**Task instructions**
All that is needed is each line of the entries holding the word "other", copied as it stands.

**Task inputs**
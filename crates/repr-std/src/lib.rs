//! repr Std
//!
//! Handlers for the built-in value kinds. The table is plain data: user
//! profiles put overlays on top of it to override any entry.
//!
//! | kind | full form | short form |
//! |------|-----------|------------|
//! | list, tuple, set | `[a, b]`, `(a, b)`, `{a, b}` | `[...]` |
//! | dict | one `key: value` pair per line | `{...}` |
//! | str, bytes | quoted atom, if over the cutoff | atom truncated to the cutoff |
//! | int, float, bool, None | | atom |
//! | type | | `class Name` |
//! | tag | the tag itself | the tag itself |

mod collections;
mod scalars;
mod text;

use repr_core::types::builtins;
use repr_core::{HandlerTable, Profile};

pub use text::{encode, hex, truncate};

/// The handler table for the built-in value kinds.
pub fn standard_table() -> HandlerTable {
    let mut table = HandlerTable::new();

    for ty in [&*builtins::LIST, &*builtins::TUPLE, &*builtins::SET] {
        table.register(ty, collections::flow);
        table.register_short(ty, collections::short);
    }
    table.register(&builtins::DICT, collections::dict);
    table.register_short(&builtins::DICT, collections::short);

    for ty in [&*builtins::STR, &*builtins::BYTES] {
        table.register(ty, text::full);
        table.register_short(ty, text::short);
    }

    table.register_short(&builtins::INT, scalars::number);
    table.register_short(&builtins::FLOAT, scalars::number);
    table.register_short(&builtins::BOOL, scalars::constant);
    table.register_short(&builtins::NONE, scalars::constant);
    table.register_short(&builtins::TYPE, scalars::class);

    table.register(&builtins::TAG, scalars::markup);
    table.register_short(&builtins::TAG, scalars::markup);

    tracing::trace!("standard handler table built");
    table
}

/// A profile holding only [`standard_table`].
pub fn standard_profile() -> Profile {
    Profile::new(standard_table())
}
...
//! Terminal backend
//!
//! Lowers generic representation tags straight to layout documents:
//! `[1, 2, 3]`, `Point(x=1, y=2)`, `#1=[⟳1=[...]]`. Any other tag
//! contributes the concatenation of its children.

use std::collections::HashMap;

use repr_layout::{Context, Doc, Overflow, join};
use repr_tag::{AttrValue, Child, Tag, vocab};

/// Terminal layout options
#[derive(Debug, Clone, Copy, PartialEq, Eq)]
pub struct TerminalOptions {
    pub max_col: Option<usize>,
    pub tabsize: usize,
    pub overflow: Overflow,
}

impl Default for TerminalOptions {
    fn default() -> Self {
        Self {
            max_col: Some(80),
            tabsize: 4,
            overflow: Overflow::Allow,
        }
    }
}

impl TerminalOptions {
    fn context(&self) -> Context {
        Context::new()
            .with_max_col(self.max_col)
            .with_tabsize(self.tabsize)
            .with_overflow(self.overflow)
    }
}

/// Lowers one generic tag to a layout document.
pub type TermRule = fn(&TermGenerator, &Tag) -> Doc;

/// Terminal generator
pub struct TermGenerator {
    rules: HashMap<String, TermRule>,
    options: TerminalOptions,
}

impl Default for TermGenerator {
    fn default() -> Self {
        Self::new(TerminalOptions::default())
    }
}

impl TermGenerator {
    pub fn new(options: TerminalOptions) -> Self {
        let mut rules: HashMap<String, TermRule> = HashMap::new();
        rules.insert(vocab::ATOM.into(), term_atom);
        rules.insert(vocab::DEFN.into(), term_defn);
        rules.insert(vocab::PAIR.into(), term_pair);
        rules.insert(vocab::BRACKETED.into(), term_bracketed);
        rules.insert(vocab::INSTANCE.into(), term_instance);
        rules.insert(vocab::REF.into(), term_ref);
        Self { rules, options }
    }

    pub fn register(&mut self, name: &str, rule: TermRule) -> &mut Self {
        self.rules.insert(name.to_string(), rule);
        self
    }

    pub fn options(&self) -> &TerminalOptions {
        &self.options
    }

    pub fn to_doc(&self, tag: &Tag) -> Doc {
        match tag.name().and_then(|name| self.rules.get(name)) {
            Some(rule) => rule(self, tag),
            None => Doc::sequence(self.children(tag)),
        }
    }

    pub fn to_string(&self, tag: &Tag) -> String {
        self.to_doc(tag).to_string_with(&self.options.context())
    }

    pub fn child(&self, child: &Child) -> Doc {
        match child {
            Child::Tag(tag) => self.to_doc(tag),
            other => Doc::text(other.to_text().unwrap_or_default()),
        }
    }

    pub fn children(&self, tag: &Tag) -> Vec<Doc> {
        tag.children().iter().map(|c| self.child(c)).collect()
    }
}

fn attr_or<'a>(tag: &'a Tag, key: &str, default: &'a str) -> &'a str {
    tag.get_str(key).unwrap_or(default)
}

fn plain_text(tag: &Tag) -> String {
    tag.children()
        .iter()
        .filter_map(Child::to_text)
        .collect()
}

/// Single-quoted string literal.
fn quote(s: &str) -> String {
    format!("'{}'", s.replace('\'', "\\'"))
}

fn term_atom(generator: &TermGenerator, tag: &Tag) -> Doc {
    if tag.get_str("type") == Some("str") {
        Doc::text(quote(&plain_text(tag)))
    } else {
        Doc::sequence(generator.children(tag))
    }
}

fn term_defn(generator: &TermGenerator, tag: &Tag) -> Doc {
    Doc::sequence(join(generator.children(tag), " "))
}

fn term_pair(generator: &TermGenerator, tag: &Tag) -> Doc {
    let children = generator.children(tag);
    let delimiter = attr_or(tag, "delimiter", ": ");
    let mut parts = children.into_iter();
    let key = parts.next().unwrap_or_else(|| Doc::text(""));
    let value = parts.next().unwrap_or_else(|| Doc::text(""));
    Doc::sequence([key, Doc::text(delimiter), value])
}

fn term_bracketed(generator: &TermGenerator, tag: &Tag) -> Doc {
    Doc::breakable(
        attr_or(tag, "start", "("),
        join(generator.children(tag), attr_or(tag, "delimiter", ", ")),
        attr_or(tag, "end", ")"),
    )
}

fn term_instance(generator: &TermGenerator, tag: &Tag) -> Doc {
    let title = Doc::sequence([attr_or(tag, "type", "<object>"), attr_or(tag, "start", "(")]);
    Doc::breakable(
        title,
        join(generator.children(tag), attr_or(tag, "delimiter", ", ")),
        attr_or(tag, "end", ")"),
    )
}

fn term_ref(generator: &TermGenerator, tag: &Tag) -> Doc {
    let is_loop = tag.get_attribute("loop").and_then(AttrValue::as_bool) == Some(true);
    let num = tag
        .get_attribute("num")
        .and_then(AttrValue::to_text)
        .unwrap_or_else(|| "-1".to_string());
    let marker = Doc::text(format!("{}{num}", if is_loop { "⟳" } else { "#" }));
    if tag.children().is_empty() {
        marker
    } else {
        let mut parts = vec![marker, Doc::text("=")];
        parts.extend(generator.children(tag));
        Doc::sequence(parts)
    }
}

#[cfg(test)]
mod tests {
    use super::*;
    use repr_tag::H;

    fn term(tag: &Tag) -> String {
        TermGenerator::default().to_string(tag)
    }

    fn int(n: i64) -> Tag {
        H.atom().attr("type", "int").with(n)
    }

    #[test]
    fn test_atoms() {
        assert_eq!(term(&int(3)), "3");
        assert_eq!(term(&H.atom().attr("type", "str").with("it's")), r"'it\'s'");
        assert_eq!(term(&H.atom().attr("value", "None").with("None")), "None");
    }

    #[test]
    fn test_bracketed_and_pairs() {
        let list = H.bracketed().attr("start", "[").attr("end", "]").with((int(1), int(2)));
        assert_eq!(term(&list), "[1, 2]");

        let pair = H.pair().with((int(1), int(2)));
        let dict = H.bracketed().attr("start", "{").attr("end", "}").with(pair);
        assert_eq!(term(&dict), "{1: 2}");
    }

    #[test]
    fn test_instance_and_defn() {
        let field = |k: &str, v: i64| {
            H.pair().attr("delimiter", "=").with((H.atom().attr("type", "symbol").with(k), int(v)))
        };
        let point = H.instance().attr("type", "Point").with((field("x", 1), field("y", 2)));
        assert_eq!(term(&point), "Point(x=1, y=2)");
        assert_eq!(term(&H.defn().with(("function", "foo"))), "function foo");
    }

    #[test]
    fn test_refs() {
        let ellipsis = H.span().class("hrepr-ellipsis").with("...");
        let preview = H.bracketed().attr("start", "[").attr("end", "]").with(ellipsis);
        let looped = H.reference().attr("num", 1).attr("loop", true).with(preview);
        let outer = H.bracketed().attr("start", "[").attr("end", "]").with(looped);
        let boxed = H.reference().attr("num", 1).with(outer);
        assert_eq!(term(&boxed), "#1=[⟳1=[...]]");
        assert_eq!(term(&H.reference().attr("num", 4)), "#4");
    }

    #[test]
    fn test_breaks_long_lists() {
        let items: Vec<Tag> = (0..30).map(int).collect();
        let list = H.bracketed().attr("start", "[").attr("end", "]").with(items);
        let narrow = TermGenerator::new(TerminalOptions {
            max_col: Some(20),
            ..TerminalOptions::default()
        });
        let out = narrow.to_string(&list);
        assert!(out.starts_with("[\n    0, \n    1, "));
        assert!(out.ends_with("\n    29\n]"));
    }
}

**Answer for the task**
//! `[1, 2, 3]`, `Point(x=1, y=2)`, `#1=[⟳1=[...]]`. Any other tag
            other => Doc::text(other.to_text().unwrap_or_default()),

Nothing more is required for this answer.